With that in mind, it's no wonder this panel consisted of rising multifamily housing designers of progressively urbanized Downtown Los Angeles. Panelist James Aitkins, a partner of The South Group and Williams and Dame Development, said that the largest difference―and determent―in urban development between Los Angeles and his native Portland was our accommodation to automobiles. “While developers have to abide to a maximum parking restriction in Portland, for Evo [their downtown loft complex on South Grand] we had to abide by a minimum parking restriction. In Portland, the city's natural inclination would be to widen the sidewalk adjacent to the property, while in L.A., the inclination is to widen the street.” Angela Brooks, principal of Pugh+Scarpa revealed that each of their housing projects in Los Angeles began with the parking lot design long before building design since the maximum amount of parking spaces regulates the maximum number of residents. I began to imagine my landlord selling leases that included smart cars or metro passes so she could squeeze in more tenants…
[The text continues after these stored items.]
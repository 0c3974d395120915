// ABOUTME: Task result builder producing completed or failed A2A task envelopes
// ABOUTME: Owns the history trail and the `Error:` prefix applied to failure messages
//
// Licensed under either of Apache License, Version 2.0 or MIT License at your option.
// Copyright ©2025 Async-IO.org

//! Task Result Builder
//!
//! Every dispatch ends here. The builder stamps the inbound message with the
//! task id, creates the agent reply and assembles an immutable [`TaskResult`]
//! whose `contextId` equals its `id`.

use chrono::Utc;

use super::protocol::{A2AMessage, Artifact, TaskKind, TaskResult, TaskState, TaskStatus};

/// Builds the terminal result of a single task
#[derive(Debug, Clone)]
pub struct TaskResultBuilder {
    task_id: String,
    request: Option<A2AMessage>,
}

impl TaskResultBuilder {
    /// Start a result for the given task id
    pub fn new(task_id: impl Into<String>) -> Self {
        Self {
            task_id: task_id.into(),
            request: None,
        }
    }

    /// Record the inbound message so it appears first in the history
    #[must_use]
    pub fn with_request(mut self, request: A2AMessage) -> Self {
        self.request = Some(request);
        self
    }

    /// Task id this builder produces results for
    #[must_use]
    pub fn task_id(&self) -> &str {
        &self.task_id
    }

    /// Completed task with a reply and optional artifacts
    pub fn completed(self, response_text: impl Into<String>, artifacts: Vec<Artifact>) -> TaskResult {
        self.build(TaskState::Completed, response_text.into(), artifacts)
    }

    /// Failed task; the reply reads `Error: <message>` and carries no artifacts
    pub fn failed(self, error_message: impl AsRef<str>) -> TaskResult {
        let text = format!("Error: {}", error_message.as_ref());
        self.build(TaskState::Failed, text, Vec::new())
    }

    fn build(self, state: TaskState, text: String, artifacts: Vec<Artifact>) -> TaskResult {
        let response = A2AMessage::agent_text(&self.task_id, text);

        let mut history = Vec::with_capacity(2);
        if let Some(request) = self.request {
            history.push(request.in_task(&self.task_id));
        }
        history.push(response.clone());

        TaskResult {
            kind: TaskKind::Task,
            id: self.task_id.clone(),
            context_id: self.task_id,
            status: TaskStatus {
                state,
                message: response,
                timestamp: Utc::now(),
            },
            artifacts,
            history,
        }
    }
}
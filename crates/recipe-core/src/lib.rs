// ABOUTME: Core types and constants for the recipe adjuster agent
// ABOUTME: Foundation crate with error handling and domain constants
//
// Licensed under either of Apache License, Version 2.0 or MIT License at your option.
// Copyright ©2025 Async-IO.org

#![deny(unsafe_code)]

//! # Recipe Core
//!
//! Foundation crate shared by the recipe adjuster agent. It changes rarely,
//! so the main crate gets incremental compilation benefits.
//!
//! ## Modules
//!
//! - **errors**: Unified error handling with `AppError`, `ErrorCode` and `AppResult`
//! - **constants**: Intent keywords, artifact names, unit tables and defaults

/// Unified error handling system with standard error codes and HTTP responses
pub mod errors;

/// Application constants organized by domain
pub mod constants;
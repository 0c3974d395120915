// ABOUTME: CORS middleware configuration for HTTP API endpoints
// ABOUTME: Lets browser-based agents call the JSON-RPC and recipe endpoints
//
// Licensed under either of Apache License, Version 2.0 or MIT License at your option.
// Copyright ©2025 Async-IO.org

use http::{header::HeaderName, HeaderValue, Method};
use tower_http::cors::{AllowOrigin, CorsLayer};

/// Configure CORS from a comma-separated origin list
///
/// An empty list or `*` allows any origin. Unparseable entries are skipped;
/// if none survive, any origin is allowed.
///
/// # Examples
///
/// ```bash
/// # Allow specific origins (production)
/// export CORS_ALLOWED_ORIGINS="https://app.example.com,https://agents.example.com"
/// ```
#[must_use]
pub fn setup_cors(allowed_origins: &str) -> CorsLayer {
    let allowed_origins = allowed_origins.trim();
    let allow_origin = if allowed_origins.is_empty() || allowed_origins == "*" {
        AllowOrigin::any()
    } else {
        let origins: Vec<HeaderValue> = allowed_origins
            .split(',')
            .map(str::trim)
            .filter(|origin| !origin.is_empty())
            .filter_map(|origin| HeaderValue::from_str(origin).ok())
            .collect();

        if origins.is_empty() {
            AllowOrigin::any()
        } else {
            AllowOrigin::list(origins)
        }
    };

    CorsLayer::new()
        .allow_origin(allow_origin)
        .allow_headers([
            HeaderName::from_static("content-type"),
            HeaderName::from_static("accept"),
            HeaderName::from_static("origin"),
            HeaderName::from_static("x-request-id"),
        ])
        .allow_methods([Method::GET, Method::POST, Method::OPTIONS])
}
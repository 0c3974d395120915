// ABOUTME: Direct recipe route handlers outside the A2A protocol
// ABOUTME: Scales a posted recipe and parses posted ingredient text through the dispatcher services
//
// Licensed under either of Apache License, Version 2.0 or MIT License at your option.
// Copyright ©2025 Async-IO.org

//! Plain JSON endpoints for recipe scaling and ingredient parsing
//!
//! Bodies are validated with the same schemas the A2A dispatcher uses, and
//! failures render as the standard [`AppError`](crate::errors::AppError) body.
//! A request that outlives the state's timeout answers 500 `INTERNAL_ERROR`.

use axum::{extract::State, routing::post, Json, Router};
use recipe_core::constants::endpoints;
use serde_json::{json, Value};

use super::AppState;
use crate::errors::AppResult;
use crate::recipes::{parse_as, AdjustedRecipe, ParseRequest, RecipeInput};
use crate::utils::route_timeout::with_request_timeout;

/// Recipe routes implementation
pub struct RecipeRoutes;

impl RecipeRoutes {
    /// Create the direct recipe routes
    pub fn routes(state: AppState) -> Router {
        Router::new()
            .route(endpoints::ADJUST, post(Self::handle_adjust))
            .route(endpoints::PARSE, post(Self::handle_parse))
            .with_state(state)
    }

    async fn handle_adjust(
        State(state): State<AppState>,
        Json(body): Json<Value>,
    ) -> AppResult<Json<AdjustedRecipe>> {
        let recipe = parse_as::<RecipeInput>(body)?;
        let adjusted =
            with_request_timeout(state.request_timeout, state.dispatcher.adjust_recipe(recipe))
                .await??;
        Ok(Json(adjusted))
    }

    async fn handle_parse(
        State(state): State<AppState>,
        Json(body): Json<Value>,
    ) -> AppResult<Json<Value>> {
        let request = parse_as::<ParseRequest>(body)?;
        let ingredients = with_request_timeout(
            state.request_timeout,
            state.dispatcher.parse_ingredients(request),
        )
        .await??;
        Ok(Json(json!({ "parsed_ingredients": ingredients })))
    }
}
// ABOUTME: Keyword table choosing the conversion target unit for an ingredient
// ABOUTME: Liquids convert to milliliters, dry goods and everything else to grams
//
// Licensed under either of Apache License, Version 2.0 or MIT License at your option.
// Copyright ©2025 Async-IO.org

use recipe_core::constants::units;

/// Target unit for converting the named ingredient
///
/// Names matching no keyword fall back to grams.
#[must_use]
pub fn target_unit_for(ingredient_name: &str) -> &'static str {
    keyword_target_unit(ingredient_name).unwrap_or(units::GRAMS)
}

/// Target unit selected by the keyword table, if any keyword matches
///
/// Matching is a case-insensitive substring test; liquid keywords are checked first.
#[must_use]
pub fn keyword_target_unit(ingredient_name: &str) -> Option<&'static str> {
    let name = ingredient_name.to_lowercase();
    if units::LIQUID_KEYWORDS.iter().any(|kw| name.contains(kw)) {
        Some(units::MILLILITERS)
    } else if units::DRY_KEYWORDS.iter().any(|kw| name.contains(kw)) {
        Some(units::GRAMS)
    } else {
        None
    }
}

/// Whether a unit string carries no unit at all
#[must_use]
pub fn is_blank_unit(unit: &str) -> bool {
    unit.trim().is_empty()
}
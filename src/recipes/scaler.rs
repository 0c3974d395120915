// ABOUTME: Recipe scaler multiplying every ingredient by target/original servings
// ABOUTME: Requests a unit conversion per ingredient and degrades to no conversion on failure
//
// Licensed under either of Apache License, Version 2.0 or MIT License at your option.
// Copyright ©2025 Async-IO.org

//! Recipe scaling
//!
//! Quantities are rounded to two decimals with round-half-to-even. Conversions
//! are requested one ingredient at a time, in recipe order.

use recipe_core::constants::units::QUANTITY_DECIMALS;
use tracing::debug;

use super::conversion::is_blank_unit;
use super::schema::{AdjustedIngredient, AdjustedRecipe, RecipeInput};
use crate::errors::{AppError, AppResult};
use crate::services::ConversionService;

/// Ratio applied to every quantity
///
/// # Errors
///
/// Returns a division error when `original_servings` is zero.
pub fn scale_factor(original_servings: u32, target_servings: u32) -> AppResult<f64> {
    if original_servings == 0 {
        return Err(AppError::division_by_zero(
            "original_servings must be greater than zero",
        ));
    }
    Ok(f64::from(target_servings) / f64::from(original_servings))
}

/// Round to two decimals, ties to even
#[must_use]
pub fn round_quantity(value: f64) -> f64 {
    let scale = 10_f64.powi(QUANTITY_DECIMALS);
    (value * scale).round_ties_even() / scale
}

/// Scale a recipe and attach conversions where available
///
/// # Errors
///
/// Returns a division error for zero `original_servings`, or any hard error
/// from the conversion service (a missing API key). Per-ingredient
/// conversion unavailability never fails the recipe.
pub async fn scale_recipe(
    recipe: RecipeInput,
    converter: &dyn ConversionService,
) -> AppResult<AdjustedRecipe> {
    let factor = scale_factor(recipe.original_servings, recipe.target_servings)?;
    debug!(recipe.title = %recipe.title, factor, "Scaling recipe");

    let mut adjusted_ingredients = Vec::with_capacity(recipe.ingredients.len());
    for ingredient in recipe.ingredients {
        let quantity = round_quantity(ingredient.quantity * factor);

        let converted = if is_blank_unit(&ingredient.unit) {
            None
        } else {
            converter
                .convert(&ingredient.name, quantity, &ingredient.unit)
                .await?
        };

        if converted.is_none() && !is_blank_unit(&ingredient.unit) {
            debug!(
                ingredient.name = %ingredient.name,
                ingredient.unit = %ingredient.unit,
                "No unit conversion available"
            );
        }

        let (converted_amount, converted_unit) = match converted {
            Some(converted) => (Some(round_quantity(converted.amount)), Some(converted.unit)),
            None => (None, None),
        };

        adjusted_ingredients.push(AdjustedIngredient {
            name: ingredient.name,
            quantity,
            unit: ingredient.unit,
            converted_amount,
            converted_unit,
        });
    }

    Ok(AdjustedRecipe {
        title: recipe.title,
        original_servings: recipe.original_servings,
        target_servings: recipe.target_servings,
        adjusted_ingredients,
        instructions: recipe.instructions,
    })
}
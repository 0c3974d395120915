// ABOUTME: Intent classifier mapping an inbound message to one of the agent's tasks
// ABOUTME: Text parts win over data parts; malformed input degrades to a parse request
//
// Licensed under either of Apache License, Version 2.0 or MIT License at your option.
// Copyright ©2025 Async-IO.org

//! Intent classification
//!
//! Pure and deterministic: the same message always yields the same [`Intent`].
//! Classification never fails; free text that is not a known keyword is
//! assumed to be an ingredient list.

use recipe_core::constants::intents;
use serde_json::{Map, Value};

use crate::a2a::{A2AMessage, MessagePart};
use crate::recipes::schema::ParseRequest;

/// What an inbound message asks for
#[derive(Debug, Clone, PartialEq)]
pub enum Intent {
    /// Greeting or help request
    Greeting,
    /// Daily tip request
    TipRequest,
    /// `parse` command with nothing after it
    EmptyParseRequest,
    /// Free text to parse as an ingredient list
    ParseRequest(ParseRequest),
    /// JSON object typed into a text part
    AdjustRequest(Map<String, Value>),
    /// Object sent in a data part
    DataRequest(Map<String, Value>),
    /// No usable text or data part
    Unrecognized,
}

impl Intent {
    /// Short label for logs
    #[must_use]
    pub const fn label(&self) -> &'static str {
        match self {
            Self::Greeting => "greeting",
            Self::TipRequest => "tip",
            Self::EmptyParseRequest => "empty_parse",
            Self::ParseRequest(_) => "parse",
            Self::AdjustRequest(_) => "adjust",
            Self::DataRequest(_) => "data",
            Self::Unrecognized => "unrecognized",
        }
    }
}

/// Classify a message
#[must_use]
pub fn classify(message: &A2AMessage) -> Intent {
    let text = message
        .parts
        .iter()
        .filter_map(MessagePart::as_text)
        .map(str::trim)
        .find(|text| !text.is_empty());

    if let Some(text) = text {
        return classify_text(text);
    }

    let data = message
        .parts
        .iter()
        .filter_map(MessagePart::as_data)
        .find(|data| !data.is_empty());

    match data {
        Some(data) if requests_tip(data) => Intent::TipRequest,
        Some(data) => Intent::DataRequest(data.clone()),
        None => Intent::Unrecognized,
    }
}

/// Classify trimmed, non-empty free text
fn classify_text(text: &str) -> Intent {
    let normalized = text.to_lowercase();

    if intents::GREETINGS.contains(&normalized.as_str()) {
        return Intent::Greeting;
    }
    if intents::TIP_ALIASES.contains(&normalized.as_str()) {
        return Intent::TipRequest;
    }
    if normalized == intents::PARSE_COMMAND {
        return Intent::EmptyParseRequest;
    }
    if let Some(remainder) = strip_parse_command(text) {
        let remainder = remainder.trim();
        return if remainder.is_empty() {
            Intent::EmptyParseRequest
        } else {
            Intent::ParseRequest(ParseRequest::from_text(remainder))
        };
    }
    if text.starts_with('{') {
        if let Ok(Value::Object(data)) = serde_json::from_str::<Value>(text) {
            return if data.is_empty() {
                Intent::Unrecognized
            } else if requests_tip(&data) {
                Intent::TipRequest
            } else {
                Intent::AdjustRequest(data)
            };
        }
    }

    Intent::ParseRequest(ParseRequest::from_text(text))
}

/// Text after a leading `parse ` command word, matched case-insensitively
fn strip_parse_command(text: &str) -> Option<&str> {
    let prefix_len = intents::PARSE_COMMAND.len() + 1;
    let prefix = text.get(..prefix_len)?;
    let (command, separator) = prefix.split_at(intents::PARSE_COMMAND.len());
    (command.eq_ignore_ascii_case(intents::PARSE_COMMAND) && separator == " ")
        .then(|| &text[prefix_len..])
}

fn requests_tip(data: &Map<String, Value>) -> bool {
    data.get("task").and_then(Value::as_str) == Some(intents::TIP_TASK)
}

#[cfg(test)]
mod tests {
    use super::*;
    use crate::a2a::Role;
    use serde_json::json;

    fn data(value: Value) -> Map<String, Value> {
        match value {
            Value::Object(map) => map,
            other => panic!("expected object, got {other}"),
        }
    }

    #[test]
    fn test_keywords_are_case_and_space_insensitive() {
        assert_eq!(classify(&A2AMessage::user_text("  Hello ")), Intent::Greeting);
        assert_eq!(classify(&A2AMessage::user_text("START")), Intent::Greeting);
        assert_eq!(
            classify(&A2AMessage::user_text("Get Daily Tip")),
            Intent::TipRequest
        );
    }

    #[test]
    fn test_parse_prefix_strips_command() {
        let intent = classify(&A2AMessage::user_text("PARSE 2 cups flour and 1 egg"));
        assert_eq!(
            intent,
            Intent::ParseRequest(ParseRequest::from_text("2 cups flour and 1 egg"))
        );
    }

    #[test]
    fn test_bare_parse_is_empty_request() {
        assert_eq!(
            classify(&A2AMessage::user_text("parse ")),
            Intent::EmptyParseRequest
        );
        assert_eq!(
            classify(&A2AMessage::user_text("parse")),
            Intent::EmptyParseRequest
        );
    }

    #[test]
    fn test_parse_without_space_is_free_text() {
        assert_eq!(
            classify(&A2AMessage::user_text("parsley")),
            Intent::ParseRequest(ParseRequest::from_text("parsley"))
        );
    }

    #[test]
    fn test_json_text_becomes_adjust_request() {
        let intent = classify(&A2AMessage::user_text(r#"{"title": "Soup"}"#));
        assert_eq!(intent, Intent::AdjustRequest(data(json!({"title": "Soup"}))));
    }

    #[test]
    fn test_malformed_json_falls_back_to_parse() {
        let text = r#"{"title": "Soup""#;
        assert_eq!(
            classify(&A2AMessage::user_text(text)),
            Intent::ParseRequest(ParseRequest::from_text(text))
        );
    }

    #[test]
    fn test_text_wins_over_data() {
        let message = A2AMessage::new(
            Role::User,
            vec![
                MessagePart::data(data(json!({"task": "get_daily_tip"}))),
                MessagePart::text("hi"),
            ],
        );
        assert_eq!(classify(&message), Intent::Greeting);
    }

    #[test]
    fn test_blank_text_falls_through_to_data() {
        let message = A2AMessage::new(
            Role::User,
            vec![
                MessagePart::text("   "),
                MessagePart::data(data(json!({"task": "get_daily_tip"}))),
            ],
        );
        assert_eq!(classify(&message), Intent::TipRequest);
    }

    #[test]
    fn test_data_passes_through() {
        let payload = data(json!({"foo": "bar"}));
        assert_eq!(
            classify(&A2AMessage::user_data(payload.clone())),
            Intent::DataRequest(payload)
        );
    }

    #[test]
    fn test_no_usable_parts() {
        assert_eq!(
            classify(&A2AMessage::new(Role::User, Vec::new())),
            Intent::Unrecognized
        );
        assert_eq!(
            classify(&A2AMessage::user_data(Map::new())),
            Intent::Unrecognized
        );
    }

    #[test]
    fn test_classification_is_deterministic() {
        let message = A2AMessage::user_text("1 cup rice");
        assert_eq!(classify(&message), classify(&message));
    }
}
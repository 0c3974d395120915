// ABOUTME: Axum HTTP testing utilities for integration tests
// ABOUTME: Drives routers in-process with tower's oneshot and buffers the response body

#![allow(dead_code)]

use axum::{
    body::Body,
    http::{header, HeaderMap, Method, Request, StatusCode},
    Router,
};
use serde::Serialize;
use tower::ServiceExt;

/// Helper to build and execute HTTP requests against Axum routers
pub struct AxumTestRequest {
    method: Method,
    uri: String,
    headers: Vec<(String, String)>,
    body: Option<String>,
}

impl AxumTestRequest {
    /// Create a new GET request
    pub fn get(uri: &str) -> Self {
        Self::new(Method::GET, uri)
    }

    /// Create a new POST request
    pub fn post(uri: &str) -> Self {
        Self::new(Method::POST, uri)
    }

    /// Create a new OPTIONS request
    pub fn options(uri: &str) -> Self {
        Self::new(Method::OPTIONS, uri)
    }

    fn new(method: Method, uri: &str) -> Self {
        Self {
            method,
            uri: uri.to_owned(),
            headers: Vec::new(),
            body: None,
        }
    }

    /// Add a header to the request
    pub fn header(mut self, key: &str, value: &str) -> Self {
        self.headers.push((key.to_owned(), value.to_owned()));
        self
    }

    /// Add JSON body to the request
    pub fn json<T: Serialize>(mut self, data: &T) -> Self {
        self.body = Some(serde_json::to_string(data).expect("Failed to serialize JSON"));
        self.headers.push((
            header::CONTENT_TYPE.as_str().to_owned(),
            "application/json".to_owned(),
        ));
        self
    }

    /// Add a raw body sent as `application/json` without validation
    pub fn raw_json(mut self, body: &str) -> Self {
        self.body = Some(body.to_owned());
        self.headers.push((
            header::CONTENT_TYPE.as_str().to_owned(),
            "application/json".to_owned(),
        ));
        self
    }

    /// Execute the request against an Axum router
    pub async fn send(self, app: Router) -> AxumTestResponse {
        let mut builder = Request::builder().method(self.method).uri(self.uri);

        for (key, value) in self.headers {
            builder = builder.header(key, value);
        }

        let body = self.body.unwrap_or_default();
        let request = builder
            .body(Body::from(body))
            .expect("Failed to build request");

        let response = app
            .oneshot(request)
            .await
            .expect("Failed to execute request");

        AxumTestResponse::from_response(response).await
    }
}

/// Wrapper around Axum HTTP response for testing
pub struct AxumTestResponse {
    status: StatusCode,
    headers: HeaderMap,
    body: Vec<u8>,
}

impl AxumTestResponse {
    /// Create from response by eagerly reading the body
    async fn from_response(response: axum::http::Response<Body>) -> Self {
        use axum::body::to_bytes;
        let status = response.status();
        let headers = response.headers().clone();
        let body = to_bytes(response.into_body(), usize::MAX)
            .await
            .expect("Failed to read response body")
            .to_vec();
        Self {
            status,
            headers,
            body,
        }
    }

    /// Get the response status code as u16 for easy assertion
    pub const fn status(&self) -> u16 {
        self.status.as_u16()
    }

    /// Get a response header value
    pub fn header(&self, name: &str) -> Option<&str> {
        self.headers.get(name).and_then(|v| v.to_str().ok())
    }

    /// Get the response body as a JSON value
    pub fn json<T: serde::de::DeserializeOwned>(self) -> T {
        serde_json::from_slice(&self.body).expect("Failed to deserialize JSON response")
    }

    /// Get the response body as a string
    pub fn text(self) -> String {
        String::from_utf8(self.body).expect("Failed to decode response as UTF-8")
    }
}
// ABOUTME: Task dispatcher routing classified messages to the recipe services
// ABOUTME: Owns fallback and error shaping so every message ends in a completed or failed task
//
// Licensed under either of Apache License, Version 2.0 or MIT License at your option.
// Copyright ©2025 Async-IO.org

//! Task dispatch
//!
//! `dispatch` is the single operation the transport calls. It never returns
//! an error: every failure is logged and rendered as a failed [`TaskResult`].

use std::sync::Arc;

use recipe_core::constants::artifacts;
use serde::Serialize;
use serde_json::{Map, Value};
use tracing::{error, field, info, instrument, Span};
use uuid::Uuid;

use super::classifier::{classify, Intent};
use crate::a2a::{A2AMessage, Artifact, TaskResult, TaskResultBuilder};
use crate::errors::{AppError, AppResult, ErrorCode};
use crate::recipes::scaler::scale_recipe;
use crate::recipes::schema::{
    try_parse_as, AdjustedRecipe, Ingredient, ParseRequest, RecipeInput, SchemaMatch,
};
use crate::services::{ConversionService, IngredientParsingService, TipProvider};

/// Reply to greetings and help requests
pub const HELP_TEXT: &str = "Hello! I'm the Recipe Adjuster Agent. Here's what I can do:\n\n\
1.  **Get a tip:** Just type `tip`\n\
2.  **Parse ingredients:** Just type the ingredients (e.g., `2 cups flour and 1 egg`)\n\
3.  **Adjust a full recipe:** Paste the recipe's full JSON data.";

/// Reply to a `parse` command with nothing to parse
pub const PARSE_PROMPT: &str =
    "Please tell me what to parse. For example:\n`parse 2 cups of flour and 1 egg`";

/// Failure text for data matching neither payload schema
pub const NO_MATCHING_SCHEMA: &str = "The 'data' payload did not match any known task schema.";

/// Failure text for messages without a usable part
pub const NO_USABLE_PART: &str = "No 'data' or valid 'text' part found in message.";

/// Terminal outcome before it is wrapped into a task
enum Outcome {
    Completed {
        text: String,
        artifacts: Vec<Artifact>,
    },
    Failed(String),
}

impl Outcome {
    fn reply(text: impl Into<String>) -> Self {
        Self::Completed {
            text: text.into(),
            artifacts: Vec::new(),
        }
    }
}

/// Routes messages to the collaborator services
#[derive(Clone)]
pub struct TaskDispatcher {
    converter: Arc<dyn ConversionService>,
    parser: Arc<dyn IngredientParsingService>,
    tips: Arc<dyn TipProvider>,
}

impl TaskDispatcher {
    /// Create a dispatcher over the given services
    #[must_use]
    pub fn new(
        converter: Arc<dyn ConversionService>,
        parser: Arc<dyn IngredientParsingService>,
        tips: Arc<dyn TipProvider>,
    ) -> Self {
        Self {
            converter,
            parser,
            tips,
        }
    }

    /// Handle one message and produce its terminal task
    ///
    /// The message's `taskId` is reused when present, otherwise a fresh id is generated.
    #[instrument(skip_all, fields(task.id = field::Empty, task.intent = field::Empty))]
    pub async fn dispatch(&self, message: A2AMessage) -> TaskResult {
        let task_id = message
            .task_id
            .clone()
            .filter(|id| !id.trim().is_empty())
            .unwrap_or_else(|| Uuid::new_v4().to_string());

        let intent = classify(&message);
        let span = Span::current();
        span.record("task.id", task_id.as_str());
        span.record("task.intent", intent.label());

        let builder = TaskResultBuilder::new(task_id).with_request(message);

        let outcome = match self.run(intent).await {
            Ok(outcome) => outcome,
            Err(e) => {
                error!(error = %e, code = ?e.code, "Task failed with internal error");
                Outcome::Failed(failure_text(&e))
            }
        };

        let result = match outcome {
            Outcome::Completed { text, artifacts } => builder.completed(text, artifacts),
            Outcome::Failed(reason) => builder.failed(reason),
        };
        info!(task.state = ?result.status.state, artifacts = result.artifacts.len(), "Task finished");
        result
    }

    async fn run(&self, intent: Intent) -> AppResult<Outcome> {
        match intent {
            Intent::Greeting => Ok(Outcome::reply(HELP_TEXT)),
            Intent::TipRequest => Ok(self.tip_outcome()),
            Intent::EmptyParseRequest => Ok(Outcome::reply(PARSE_PROMPT)),
            Intent::ParseRequest(request) => self.parse_outcome(request).await,
            Intent::AdjustRequest(data) | Intent::DataRequest(data) => {
                self.structured_outcome(&data).await
            }
            Intent::Unrecognized => Ok(Outcome::Failed(NO_USABLE_PART.to_owned())),
        }
    }

    fn tip_outcome(&self) -> Outcome {
        let tip = self.tips.todays_tip();
        Outcome::Completed {
            text: format!("Here's your daily cooking tip:\n\n**{tip}**"),
            artifacts: vec![Artifact::text(artifacts::DAILY_TIP, tip)],
        }
    }

    /// Recipe schema first, then parse-request schema
    async fn structured_outcome(&self, data: &Map<String, Value>) -> AppResult<Outcome> {
        match try_parse_as::<RecipeInput>(data) {
            SchemaMatch::Valid(recipe) => return self.adjust_outcome(recipe).await,
            SchemaMatch::Invalid(e) => return Ok(Outcome::Failed(e.message)),
            SchemaMatch::Mismatch => {}
        }

        match try_parse_as::<ParseRequest>(data) {
            SchemaMatch::Valid(request) => self.parse_outcome(request).await,
            SchemaMatch::Invalid(e) => Ok(Outcome::Failed(e.message)),
            SchemaMatch::Mismatch => Ok(Outcome::Failed(NO_MATCHING_SCHEMA.to_owned())),
        }
    }

    async fn adjust_outcome(&self, recipe: RecipeInput) -> AppResult<Outcome> {
        let adjusted = self.adjust_recipe(recipe).await?;
        let pretty = serde_json::to_string_pretty(&adjusted)?;

        Ok(Outcome::Completed {
            text: format!(
                "Recipe '{}' adjusted for {} servings:\n\n```json\n{pretty}\n```",
                adjusted.title, adjusted.target_servings
            ),
            artifacts: vec![Artifact::data(
                artifacts::ADJUSTED_RECIPE,
                to_object(&adjusted)?,
            )],
        })
    }

    async fn parse_outcome(&self, request: ParseRequest) -> AppResult<Outcome> {
        if request.is_empty() {
            return Ok(Outcome::reply(PARSE_PROMPT));
        }

        let servings = request.servings;
        let ingredients = self.parse_ingredients(request).await?;
        let pretty = serde_json::to_string_pretty(&ingredients)?;

        let mut data = Map::new();
        data.insert(
            artifacts::INGREDIENTS_KEY.to_owned(),
            serde_json::to_value(&ingredients)?,
        );

        Ok(Outcome::Completed {
            text: format!(
                "Successfully parsed ingredients for {servings} servings:\n\n```json\n{pretty}\n```"
            ),
            artifacts: vec![Artifact::data(artifacts::PARSED_INGREDIENTS, data)],
        })
    }

    /// Scale a validated recipe with this dispatcher's conversion service
    ///
    /// # Errors
    /// Returns a division error for zero `original_servings` or a conversion
    /// service configuration error.
    pub async fn adjust_recipe(&self, recipe: RecipeInput) -> AppResult<AdjustedRecipe> {
        scale_recipe(recipe, self.converter.as_ref()).await
    }

    /// Parse free-text ingredients with this dispatcher's parsing service
    ///
    /// # Errors
    /// Returns an error when the text is blank or the parsing service fails.
    pub async fn parse_ingredients(&self, request: ParseRequest) -> AppResult<Vec<Ingredient>> {
        if request.is_empty() {
            return Err(AppError::invalid_input("ingredient_text must not be empty"));
        }
        self.parser
            .parse_ingredients(request.ingredient_text.trim(), request.servings)
            .await
    }

    /// Today's cooking tip
    #[must_use]
    pub fn todays_tip(&self) -> String {
        self.tips.todays_tip()
    }
}

fn failure_text(error: &AppError) -> String {
    match error.code {
        ErrorCode::DivisionByZero => format!("Cannot scale recipe: {}", error.message),
        _ => format!("An internal error occurred: {}", error.message),
    }
}

fn to_object<T: Serialize>(value: &T) -> AppResult<Map<String, Value>> {
    match serde_json::to_value(value)? {
        Value::Object(map) => Ok(map),
        other => Err(AppError::serialization(format!(
            "expected a JSON object, got {other}"
        ))),
    }
}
Scott Johnson of Johnson Fain, the architecture firm responsible for Met Lofts, commented that Los Angeles probably isn't ready to let go of their commuter, private suburbia ways: “We need training wheels to transition from single family residences to multifamily housing. In some of our residences, we try to duplicate the same path you would take, say from the grocery store to your suburban kitchen. In our complexes, you park your car in the garage in a private spot, and enter the elevator, which dumps you directly out into your living room. No hallways, no separated doors, no inclination of those living beside, above, and below you.”

I began wondering if I could translate the housing that I have now―a second floor loft space―to the kind of place where I would want to raise my kids. If multi-family housing really is the key, and urban density is where our ecological salvation lies, are we ready to abandon Frank Lloyd Wright's Broad Acre city for Le Corbusier's Paris Park Towers? When you consider your future, your home, your kids, your pets, your commute―do you ever consider raising your kids somewhere like Met Lofts or Evo? Doug Suisman, Principal of Suisman Design, and a head designer of the Red Line Metro, commented, “Humans are simply a medium contact species. We're not lone wolves but we're not pack wolves.” If the Anthem generation ready to grow up with its city, we're going to have get ready to think outside the box and inside a multi-dwelling tower.